Three "subjective outcomes" (pain, nausea and relaxation) and one "objective outcome" (heart rate, a function of relaxation) were measured in this study. Patients were asked to complete three "visual analogue scales" before and after each condition. On a 100 mm line, showing "no pain" at 0 mm and "worst possible pain" at 10 mm, patients were asked to mark their symptom level on the scale. Somewhat similar scales were used for relaxation and nausea. While subjective, the VAS is a convenient measurement tool that therapists easily can incorporate into clinical practice, before and after the session.

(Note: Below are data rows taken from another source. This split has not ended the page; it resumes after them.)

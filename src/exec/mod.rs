// Licensed to the Apache Software Foundation (ASF) under one
// or more contributor license agreements.  See the NOTICE file
// distributed with this work for additional information
// regarding copyright ownership.  The ASF licenses this file
// to you under the Apache License, Version 2.0 (the
// "License"); you may not use this file except in compliance
// with the License.  You may obtain a copy of the License at
//
//   http://www.apache.org/licenses/LICENSE-2.0
//
// Unless required by applicable law or agreed to in writing,
// software distributed under the License is distributed on an
// "AS IS" BASIS, WITHOUT WARRANTIES OR CONDITIONS OF ANY
// KIND, either express or implied.  See the License for the
// specific language governing permissions and limitations
// under the License.
//! Execution layer: batches, selection vectors, spill storage, pipeline
//! contracts and operators.

pub mod chunk;
pub mod operators;
pub mod pipeline;
pub mod selection;
pub mod spill;
// Licensed to the Apache Software Foundation (ASF) under one
// or more contributor license agreements.  See the NOTICE file
// distributed with this work for additional information
// regarding copyright ownership.  The ASF licenses this file
// to you under the Apache License, Version 2.0 (the
// "License"); you may not use this file except in compliance
// with the License.  You may obtain a copy of the License at
//
//   http://www.apache.org/licenses/LICENSE-2.0
//
// Unless required by applicable law or agreed to in writing,
// software distributed under the License is distributed on an
// "AS IS" BASIS, WITHOUT WARRANTIES OR CONDITIONS OF ANY
// KIND, either express or implied.  See the License for the
// specific language governing permissions and limitations
// under the License.
//! Single-batch sorter: orders one batch by permuting its SV2.

use arrow::array::RecordBatch;
use arrow::row::Rows;

use crate::common::error::{Result, SortError};
use crate::exec::operators::sort::comparator::RowComparator;
use crate::exec::selection::SelectionVector2;

/// Permute `sv2` so that `batch` read through it is non-decreasing.
///
/// The column buffers of `batch` are never touched. Returns the encoded sort
/// keys, indexed by physical row, for later merges.
pub(crate) fn sort_batch(
    comparator: &RowComparator,
    batch: &RecordBatch,
    sv2: &mut SelectionVector2,
) -> Result<Rows> {
    if sv2.len() != batch.num_rows() {
        return Err(SortError::Unsupported(format!(
            "selection vector covers {} rows but the batch has {}",
            sv2.len(),
            batch.num_rows()
        )));
    }
    let keys = comparator.encode_keys(batch)?;
    sv2.as_mut_slice()
        .sort_unstable_by(|&a, &b| keys.row(a as usize).cmp(&keys.row(b as usize)));
    Ok(keys)
}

The study found that immediate self-reports of pain and nausea dropped on the massage nights compared to the control nights. Relaxation appeared to increase after massage, shown in heart rates and self-reports. This was associated with only two short foot massages; perhaps a greater effect would occur with a higher massage therapy dose. In their discussion, the authors note the positive findings. But, instead of making sweeping, grandiose claims of benefit, they list limitations of their own study and directions for further research. (A humble tone is a good sign in a research paper; look for it any time you read the discussion section.) We should follow their lead and not overstate results. This study still is relatively small - 87 in the sample - although it's one of the largest of the small studies. We need a larger body of research evidence before we truly can claim, "The evidence shows massage helps symptoms." For now, we can state that small "controlled trials" (as both Grealish and Post-White provide, with control conditions and good design) are "beginning to suggest a relationship between massage and symptom relief." This study, along with some other solid contributions, is beginning to point the way. Cautious claims aside, let's focus on the individual stories again. If you were a patient whose nausea or pain subsided, would you insist on the data to support your experience? Probably not. You would simply feel better. Perhaps you'd feel grateful for having your feet and low legs massaged with firm, warm hands. Your single story is worth telling, too. Indeed, individual stories are as compelling as the group story here. All should be examined closely and noted, told and retold. Each story contributes something to our understanding of massage and symptom relief.